Nasa has announced that its Mars Rover Curiosity has failed to find a key chemical associated with life.

The $2.5 billion robot is 14 months into a planned two-year mission to search for signs of organic life on the dusty planet.

It had been hoped that the rover might find traces of methane in an area of the planet known as the Gale Crater.

Previous studies involving data from satellites and telescopes had indicated that small but potentially crucial amounts of the gas might be present on the surface.

If it had been found it might hinted that organic life had been present at one time - on Earth the vast majority of methane in the atmosphere in caused by organic life.

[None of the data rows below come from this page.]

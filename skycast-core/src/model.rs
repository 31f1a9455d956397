use chrono::{NaiveDate, NaiveDateTime};
use serde::{Deserialize, Serialize};

use crate::{UnitSystem, WeatherError, suggestion::Mood};

/// A validated request for a location's weather.
#[derive(Debug, Clone, PartialEq)]
pub struct LocationQuery {
    name: String,
    units: UnitSystem,
}

impl LocationQuery {
    pub fn new(name: impl Into<String>, units: UnitSystem) -> Result<Self, WeatherError> {
        let name = name.into().trim().to_string();
        if name.is_empty() {
            return Err(WeatherError::InvalidInput("City is required".to_string()));
        }
        Ok(Self { name, units })
    }

    pub fn name(&self) -> &str {
        &self.name
    }

    pub fn units(&self) -> UnitSystem {
        self.units
    }
}

#[derive(Debug, Clone, Copy, PartialEq, Serialize, Deserialize)]
pub struct Coordinates {
    pub lat: f64,
    pub lon: f64,
}

#[derive(Debug, Clone, PartialEq, Serialize, Deserialize)]
pub struct CurrentConditions {
    pub location_name: String,
    pub temperature: f64,
    /// Lowercased upstream category, e.g. `clear`, `rain`, `clouds`.
    pub condition_code: String,
    pub condition_description: String,
    pub coordinates: Coordinates,
}

/// One raw forecast sample, timestamped in the location's local time.
#[derive(Debug, Clone, PartialEq, Serialize, Deserialize)]
pub struct ForecastEntry {
    pub local_time: NaiveDateTime,
    pub temp_min: f64,
    pub temp_max: f64,
    pub description: String,
}

#[derive(Debug, Clone, PartialEq, Serialize, Deserialize)]
pub struct DailyForecast {
    pub date: NaiveDate,
    pub temp_min: f64,
    pub temp_max: f64,
    pub description: String,
}

#[derive(Debug, Clone, PartialEq, Serialize, Deserialize)]
pub struct Suggestion {
    pub clothing: Vec<String>,
    pub mood: Mood,
    pub playlist_id: String,
}

impl Suggestion {
    pub fn playlist_url(&self) -> String {
        format!("https://open.spotify.com/playlist/{}", self.playlist_id)
    }
}

/// Everything returned for one location query. All temperatures are in `units`.
#[derive(Debug, Clone, PartialEq, Serialize, Deserialize)]
pub struct WeatherReport {
    pub current: CurrentConditions,
    pub forecast: Vec<DailyForecast>,
    pub suggestion: Suggestion,
    pub units: UnitSystem,
}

But after fresh analysis and '"exhaustive tests" to search for the gas it now appears that Curiosity has been unable to find traces of methane. At best there is 1.3 parts per billion of methane in the atmosphere - one-sixth the earlier estimates.

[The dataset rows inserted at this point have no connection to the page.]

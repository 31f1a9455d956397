//! Router configuration for the HTTP API.

use axum::{
    Router,
    routing::get,
};
use tower_http::{
    cors::{Any, CorsLayer},
    trace::TraceLayer,
};

use super::handlers;
use super::state::AppState;

/// Create the application router with all routes and middleware.
pub fn create_router(state: AppState) -> Router {
    // The browser client is served from a different origin.
    let cors = CorsLayer::new()
        .allow_origin(Any)
        .allow_methods(Any)
        .allow_headers(Any);

    Router::new()
        .route("/", get(handlers::index))
        .route("/health", get(handlers::health_check))
        .route("/weather", get(handlers::get_weather))
        .route(
            "/favorites",
            get(handlers::list_favorites).post(handlers::add_favorite),
        )
        .layer(TraceLayer::new_for_http())
        .layer(cors)
        .with_state(state)
}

Nasa said the results were "a surprise to researchers" and that it reduced the possibility that life had ever survived on the strange world.

"This important result will help direct our efforts to examine the possibility of life on Mars," said Michael Meyer, Nasa's lead scientist for Mars exploration.

"It reduces the probability of current methane-producing Martian microbes, but this addresses only one type of microbial metabolism. As we know, there are many types of terrestrial microbes that don't generate methane."

Scientists also played down the chance that methane previously observed might have been removed through some unknown mechanism.

"Methane is persistent," said Sushil Atreya of the University of Michigan.

"It would last for hundreds of years in the Martian atmosphere. Without a way to take it out of the atmosphere quicker, our measurements indicate there cannot be much methane being put into the atmosphere by any mechanism, whether biology, geology, or by ultraviolet degradation of organics delivered by the fall of meteorites or interplanetary dust particles."

But the Rover itself - or rather, its managers - tweeted later that there is still a chance life once existed on the planet.